* **DATA EXTRACT**
________
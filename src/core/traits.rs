//! Scalar abstraction for the evaluation core
//!
//! Every algorithm in this crate is generic over [`MathScalar`], a
//! floating-point scalar with IEEE-754-like semantics: finite epsilon,
//! finite maximum value, well-defined infinities and NaN, and the
//! standard transcendentals. `f32` and `f64` satisfy it out of the box;
//! extended-precision types can opt in by implementing the `num-traits`
//! bounds.

use std::fmt::Debug;
use std::ops::{AddAssign, DivAssign, MulAssign, SubAssign};

use num_traits::{Float, FloatConst, FromPrimitive};

/// Floating-point scalar usable by the evaluation core.
///
/// This is a bound alias: any type satisfying the listed `num-traits`
/// bounds implements it automatically via the blanket impl below.
pub trait MathScalar:
    Float
    + FloatConst
    + FromPrimitive
    + AddAssign
    + SubAssign
    + MulAssign
    + DivAssign
    + Debug
    + 'static
{
    /// Materialize an `f64` constant in this scalar type.
    ///
    /// # Panics
    /// Panics if the conversion fails; the constants used by this crate
    /// are all representable in `f32` and wider.
    fn constant(value: f64) -> Self {
        Self::from_f64(value).expect("Failed to convert mathematical constant")
    }

    /// Materialize a small non-negative integer (loop counter, series
    /// index) in this scalar type.
    ///
    /// # Panics
    /// Panics if the conversion fails; indices stay far below the
    /// mantissa range of any supported scalar.
    fn from_index(n: u32) -> Self {
        Self::from_u32(n).expect("Failed to convert integer argument")
    }

    /// Materialize a signed integer shift count in this scalar type.
    ///
    /// # Panics
    /// Panics if the conversion fails; shift counts are bounded by the
    /// policy's iteration budget.
    fn from_shift(n: i64) -> Self {
        Self::from_i64(n).expect("Failed to convert integer argument")
    }

    /// Truncate towards zero and return the result as `i64`, saturating
    /// at the `i64` range boundaries for out-of-range values.
    fn itrunc(self) -> i64 {
        self.trunc().to_i64().unwrap_or(if self > Self::zero() {
            i64::MAX
        } else {
            i64::MIN
        })
    }

    /// True when the value is an exact integer.
    fn is_integer(self) -> bool {
        self.is_finite() && self == self.floor()
    }
}

impl<T> MathScalar for T where
    T: Float
        + FloatConst
        + FromPrimitive
        + AddAssign
        + SubAssign
        + MulAssign
        + DivAssign
        + Debug
        + 'static
{
}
________
* **TASK DESCRIPTION**
Output the records in full, keeping them exactly as they are.

* **EXPECTED ANSWER**
filename src/core/traits.rs
//! Scalar abstraction for the evaluation core
//!
//! Every algorithm in this crate is generic over [`MathScalar`], a
//! floating-point scalar with IEEE-754-like semantics: finite epsilon,
//! finite maximum value, well-defined infinities and NaN, and the
//! standard transcendentals. `f32` and `f64` satisfy it out of the box;
//! extended-precision types can opt in by implementing the `num-traits`
//! bounds.

use std::fmt::Debug;
use std::ops::{AddAssign, DivAssign, MulAssign, SubAssign};

use num_traits::{Float, FloatConst, FromPrimitive};

/// Floating-point scalar usable by the evaluation core.
///
/// This is a bound alias: any type satisfying the listed `num-traits`
/// bounds implements it automatically via the blanket impl below.
pub trait MathScalar:
    Float
    + FloatConst
    + FromPrimitive
    + AddAssign
    + SubAssign
    + MulAssign
    + DivAssign
    + Debug
    + 'static
{
    /// Materialize an `f64` constant in this scalar type.
    ///
    /// # Panics
    /// Panics if the conversion fails; the constants used by this crate
    /// are all representable in `f32` and wider.
    fn constant(value: f64) -> Self {
        Self::from_f64(value).expect("Failed to convert mathematical constant")
    }

    /// Materialize a small non-negative integer (loop counter, series
    /// index) in this scalar type.
    ///
    /// # Panics
    /// Panics if the conversion fails; indices stay far below the
    /// mantissa range of any supported scalar.
    fn from_index(n: u32) -> Self {
        Self::from_u32(n).expect("Failed to convert integer argument")
    }

    /// Materialize a signed integer shift count in this scalar type.
    ///
    /// # Panics
    /// Panics if the conversion fails; shift counts are bounded by the
    /// policy's iteration budget.
    fn from_shift(n: i64) -> Self {
        Self::from_i64(n).expect("Failed to convert integer argument")
    }

    /// Truncate towards zero and return the result as `i64`, saturating
    /// at the `i64` range boundaries for out-of-range values.
    fn itrunc(self) -> i64 {
        self.trunc().to_i64().unwrap_or(if self > Self::zero() {
            i64::MAX
        } else {
            i64::MIN
        })
    }

    /// True when the value is an exact integer.
    fn is_integer(self) -> bool {
        self.is_finite() && self == self.floor()
    }
}

impl<T> MathScalar for T where
    T: Float
        + FloatConst
        + FromPrimitive
        + AddAssign
        + SubAssign
        + MulAssign
        + DivAssign
        + Debug
        + 'static
{
}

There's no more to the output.